Record set Block Start

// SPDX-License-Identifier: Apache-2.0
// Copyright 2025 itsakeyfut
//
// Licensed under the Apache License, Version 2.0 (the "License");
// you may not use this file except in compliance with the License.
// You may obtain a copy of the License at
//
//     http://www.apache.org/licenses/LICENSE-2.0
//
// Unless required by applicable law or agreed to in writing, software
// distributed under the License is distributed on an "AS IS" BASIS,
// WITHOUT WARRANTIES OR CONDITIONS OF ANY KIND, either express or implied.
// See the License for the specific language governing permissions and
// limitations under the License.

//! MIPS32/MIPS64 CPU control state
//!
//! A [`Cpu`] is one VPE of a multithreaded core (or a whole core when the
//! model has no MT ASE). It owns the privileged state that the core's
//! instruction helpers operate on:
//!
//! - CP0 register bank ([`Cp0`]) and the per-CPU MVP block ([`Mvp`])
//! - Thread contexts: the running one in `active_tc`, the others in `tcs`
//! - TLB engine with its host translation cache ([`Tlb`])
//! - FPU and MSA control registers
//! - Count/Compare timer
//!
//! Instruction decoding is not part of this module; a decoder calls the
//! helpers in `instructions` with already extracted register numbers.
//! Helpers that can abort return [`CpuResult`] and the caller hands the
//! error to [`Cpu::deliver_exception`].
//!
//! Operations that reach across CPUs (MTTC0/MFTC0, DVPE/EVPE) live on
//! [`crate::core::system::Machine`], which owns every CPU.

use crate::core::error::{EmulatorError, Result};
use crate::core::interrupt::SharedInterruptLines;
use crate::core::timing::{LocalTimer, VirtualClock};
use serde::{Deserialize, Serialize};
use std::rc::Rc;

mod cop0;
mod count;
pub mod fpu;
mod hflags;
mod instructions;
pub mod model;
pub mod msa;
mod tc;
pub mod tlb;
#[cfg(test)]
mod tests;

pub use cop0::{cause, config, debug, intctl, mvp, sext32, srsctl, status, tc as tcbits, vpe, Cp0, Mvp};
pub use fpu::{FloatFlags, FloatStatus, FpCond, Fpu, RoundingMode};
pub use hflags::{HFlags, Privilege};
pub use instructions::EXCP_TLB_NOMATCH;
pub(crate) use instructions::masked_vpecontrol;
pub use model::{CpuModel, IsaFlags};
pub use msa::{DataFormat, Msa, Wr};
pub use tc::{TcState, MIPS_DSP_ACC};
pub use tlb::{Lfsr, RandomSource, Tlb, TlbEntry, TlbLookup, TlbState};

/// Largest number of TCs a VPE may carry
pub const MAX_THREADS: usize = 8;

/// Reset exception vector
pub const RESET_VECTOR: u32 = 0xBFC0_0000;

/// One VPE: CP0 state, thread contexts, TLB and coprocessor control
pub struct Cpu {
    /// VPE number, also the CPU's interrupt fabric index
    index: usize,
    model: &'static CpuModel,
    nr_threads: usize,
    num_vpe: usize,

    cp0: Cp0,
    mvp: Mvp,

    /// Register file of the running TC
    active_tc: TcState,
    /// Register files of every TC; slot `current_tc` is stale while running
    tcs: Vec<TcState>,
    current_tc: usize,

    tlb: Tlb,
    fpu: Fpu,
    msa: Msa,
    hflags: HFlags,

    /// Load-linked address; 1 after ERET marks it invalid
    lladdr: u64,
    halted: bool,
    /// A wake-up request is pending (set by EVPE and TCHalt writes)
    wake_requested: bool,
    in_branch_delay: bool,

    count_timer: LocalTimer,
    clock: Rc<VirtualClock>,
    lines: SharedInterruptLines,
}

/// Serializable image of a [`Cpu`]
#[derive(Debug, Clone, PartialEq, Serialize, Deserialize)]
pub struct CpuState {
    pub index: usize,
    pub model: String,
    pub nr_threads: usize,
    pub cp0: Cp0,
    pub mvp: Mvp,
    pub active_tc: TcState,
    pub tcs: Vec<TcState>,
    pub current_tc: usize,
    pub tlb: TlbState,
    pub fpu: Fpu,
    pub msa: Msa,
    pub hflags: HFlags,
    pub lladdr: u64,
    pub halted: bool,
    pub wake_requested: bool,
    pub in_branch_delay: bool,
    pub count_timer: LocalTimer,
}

Record set Block End

- **Requirement**
Print out the entire listing above without any change.

- **Solution for this exercise**
// SPDX-License-Identifier: Apache-2.0
// Copyright 2025 itsakeyfut
//
// Licensed under the Apache License, Version 2.0 (the "License");
// you may not use this file except in compliance with the License.
// You may obtain a copy of the License at
//
//     http://www.apache.org/licenses/LICENSE-2.0
//
// Unless required by applicable law or agreed to in writing, software
// distributed under the License is distributed on an "AS IS" BASIS,
// WITHOUT WARRANTIES OR CONDITIONS OF ANY KIND, either express or implied.
// See the License for the specific language governing permissions and
// limitations under the License.

//! MIPS32/MIPS64 CPU control state
//!
//! A [`Cpu`] is one VPE of a multithreaded core (or a whole core when the
//! model has no MT ASE). It owns the privileged state that the core's
//! instruction helpers operate on:
//!
//! - CP0 register bank ([`Cp0`]) and the per-CPU MVP block ([`Mvp`])
//! - Thread contexts: the running one in `active_tc`, the others in `tcs`
//! - TLB engine with its host translation cache ([`Tlb`])
//! - FPU and MSA control registers
//! - Count/Compare timer
//!
//! Instruction decoding is not part of this module; a decoder calls the
//! helpers in `instructions` with already extracted register numbers.
//! Helpers that can abort return [`CpuResult`] and the caller hands the
//! error to [`Cpu::deliver_exception`].
//!
//! Operations that reach across CPUs (MTTC0/MFTC0, DVPE/EVPE) live on
//! [`crate::core::system::Machine`], which owns every CPU.

use crate::core::error::{EmulatorError, Result};
use crate::core::interrupt::SharedInterruptLines;
use crate::core::timing::{LocalTimer, VirtualClock};
use serde::{Deserialize, Serialize};
use std::rc::Rc;

mod cop0;
mod count;
pub mod fpu;
mod hflags;
mod instructions;
pub mod model;
pub mod msa;
mod tc;
pub mod tlb;
#[cfg(test)]
mod tests;

pub use cop0::{cause, config, debug, intctl, mvp, sext32, srsctl, status, tc as tcbits, vpe, Cp0, Mvp};
pub use fpu::{FloatFlags, FloatStatus, FpCond, Fpu, RoundingMode};
pub use hflags::{HFlags, Privilege};
pub use instructions::EXCP_TLB_NOMATCH;
pub(crate) use instructions::masked_vpecontrol;
pub use model::{CpuModel, IsaFlags};
pub use msa::{DataFormat, Msa, Wr};
pub use tc::{TcState, MIPS_DSP_ACC};
pub use tlb::{Lfsr, RandomSource, Tlb, TlbEntry, TlbLookup, TlbState};

/// Largest number of TCs a VPE may carry
pub const MAX_THREADS: usize = 8;

/// Reset exception vector
pub const RESET_VECTOR: u32 = 0xBFC0_0000;

/// One VPE: CP0 state, thread contexts, TLB and coprocessor control
pub struct Cpu {
    /// VPE number, also the CPU's interrupt fabric index
    index: usize,
    model: &'static CpuModel,
    nr_threads: usize,
    num_vpe: usize,

    cp0: Cp0,
    mvp: Mvp,

    /// Register file of the running TC
    active_tc: TcState,
    /// Register files of every TC; slot `current_tc` is stale while running
    tcs: Vec<TcState>,
    current_tc: usize,

    tlb: Tlb,
    fpu: Fpu,
    msa: Msa,
    hflags: HFlags,

    /// Load-linked address; 1 after ERET marks it invalid
    lladdr: u64,
    halted: bool,
    /// A wake-up request is pending (set by EVPE and TCHalt writes)
    wake_requested: bool,
    in_branch_delay: bool,

    count_timer: LocalTimer,
    clock: Rc<VirtualClock>,
    lines: SharedInterruptLines,
}

/// Serializable image of a [`Cpu`]
#[derive(Debug, Clone, PartialEq, Serialize, Deserialize)]
pub struct CpuState {
    pub index: usize,
    pub model: String,
    pub nr_threads: usize,
    pub cp0: Cp0,
    pub mvp: Mvp,
    pub active_tc: TcState,
    pub tcs: Vec<TcState>,
    pub current_tc: usize,
    pub tlb: TlbState,
    pub fpu: Fpu,
    pub msa: Msa,
    pub hflags: HFlags,
    pub lladdr: u64,
    pub halted: bool,
    pub wake_requested: bool,
    pub in_branch_delay: bool,
    pub count_timer: LocalTimer,
}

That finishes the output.